Funding For Results: How Governments Can Pay for Outcomes

Funding for 21st century solutions.

Around the world and across levels of government, policymakers use grants and contracts to deploy public dollars to accomplish a broad range of goals. The U.S. government, the world’s largest purchaser of goods and services, distributed in Fiscal Year 2013 alone, over $500 billion in contracts and $546 billion in grants to state and local governments. State and local governments allocated many billions more. In the social services sector, these funds are used to restore wetlands, tackle veteran homelessness, care for aging seniors, improve education, and address other critical policy issues.
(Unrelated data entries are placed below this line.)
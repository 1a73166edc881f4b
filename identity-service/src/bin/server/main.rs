use std::sync::Arc;

use auth::TokenService;
use identity_service::config::Config;
use identity_service::domain::identity::service::IdentityService;
use identity_service::inbound::http::router::create_router;
use identity_service::outbound::repositories::PostgresIdentityRepository;
use sqlx::postgres::PgPoolOptions;
use tokio::signal;
use tracing_subscriber::layer::SubscriberExt;
use tracing_subscriber::util::SubscriberInitExt;

#[tokio::main]
async fn main() -> Result<(), anyhow::Error> {
    tracing_subscriber::registry()
        .with(
            tracing_subscriber::EnvFilter::try_from_default_env()
                .unwrap_or_else(|_| "identity_service=debug,tower_http=debug".into()),
        )
        .with(tracing_subscriber::fmt::layer())
        .init();

    tracing::info!(
        service = "identity-service",
        version = env!("CARGO_PKG_VERSION"),
        "Service starting"
    );

    let config = Config::load()?;

    tracing::info!(
        http_port = config.server.http_port,
        request_timeout_secs = config.server.request_timeout_secs,
        access_ttl_secs = config.jwt.access_ttl_secs,
        refresh_ttl_secs = config.jwt.refresh_ttl_secs,
        secure_cookies = config.cookies.secure,
        "Configuration loaded"
    );

    // Refuses weak or shared secrets before anything is bound
    let token_service = Arc::new(TokenService::new(config.jwt.token_settings()?)?);

    let pg_pool = PgPoolOptions::new()
        .max_connections(config.database.max_connections)
        .acquire_timeout(config.database.acquire_timeout())
        .connect(&config.database.url)
        .await?;
    tracing::info!(
        max_connections = config.database.max_connections,
        database = "postgresql",
        "Database connection pool created"
    );

    sqlx::migrate!("./migrations").run(&pg_pool).await?;
    tracing::info!(database = "postgresql", "Database migrations completed");

    let identity_repository = Arc::new(PostgresIdentityRepository::new(pg_pool));
    let identity_service = Arc::new(IdentityService::new(Arc::clone(&identity_repository)));

    let http_address = format!("0.0.0.0:{}", config.server.http_port);
    let http_listener = tokio::net::TcpListener::bind(&http_address).await?;
    tracing::info!(
        address = %http_address,
        port = config.server.http_port,
        protocol = "http",
        "Http server listening"
    );

    let http_application = create_router(
        identity_service,
        token_service,
        config.cookies.clone(),
        config.server.request_timeout(),
    );

    axum::serve(http_listener, http_application)
        .with_graceful_shutdown(shutdown_signal())
        .await?;

    identity_repository.close().await;
    tracing::info!("Server stopped");

    Ok(())
}

async fn shutdown_signal() {
    let ctrl_c = async {
        if let Err(e) = signal::ctrl_c().await {
            tracing::error!(error = %e, "Failed to listen for ctrl-c");
        }
    };

    #[cfg(unix)]
    let terminate = async {
        match signal::unix::signal(signal::unix::SignalKind::terminate()) {
            Ok(mut stream) => {
                stream.recv().await;
            }
            Err(e) => {
                tracing::error!(error = %e, "Failed to listen for SIGTERM");
                std::future::pending::<()>().await;
            }
        }
    };

    #[cfg(not(unix))]
    let terminate = std::future::pending::<()>();

    tokio::select! {
        _ = ctrl_c => {},
        _ = terminate => {},
    }

    tracing::info!("Shutdown signal received, draining connections");
}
These programs, while critical, have met varying degrees of success. As governments continue to search for the best ways to achieve real impact, there is an opportunity to inform the design of programs and incentivize certain provider and participant behavior to attain maximum results. Many of these grants and contracts have long been structured in a similar way: They pay for promised activity and effort. However, governments at every level increasingly see an urgent need to identify and pay for desired outcomes, and not to pay for effort only. Across the nation and globally, effective “outcomes-based” grant and contract models are now emerging. When implemented effectively, payment structures based on successfully meeting stated outcomes can dramatically increase efficiency, significantly lower costs, and have a profound impact on program success. Redefining how government funding is distributed has the potential to profoundly impact service delivery and further drive policy goals.

The focus on achieving outcomes is not new to procurement. Many kinds of contracts, such as those used in construction, have included easily defined outcomes along with sophisticated incentive and penalty structures. It is important to recognize that government has been tracking its investments. However, much of the oversight has been focused on compliance and a prescribed process, with an emphasis on guarding against the misuse of public dollars to ensure taxpayer resources are honestly and accountably spent. Hence, government funding has largely tracked metrics focused on outputs, usually the number of people served. Few programs have measured the quality of service or the outcome achieved. In the social services sectors — healthcare, welfare, education, and economic development, in particular — paying for activity has long been the rule. This approach has been due, in part, not only to the need for fiscal compliance, but also to perceived challenges in identifying objective and measurable “successful outcomes” for social services and economic development agreements. But now, as the public sector faces increasing economic challenges and diminishing budgets, alongside a rising demand for services, governments have developed innovative and effective ways to identify, objectively measure, and then pay for successfully achieving outcomes in social services and economic development delivery.

The focus on outcomes in delivery of social services has not come at the cost of effective oversight. While social services agreements have traditionally addressed clarity, accountability, and compliance by basing funding on delivery of outputs, increasingly we now see that the compliance and oversight process can just as effectively be aligned with outcomes-based contracts and grants—and even with reduced and streamlined oversight costs.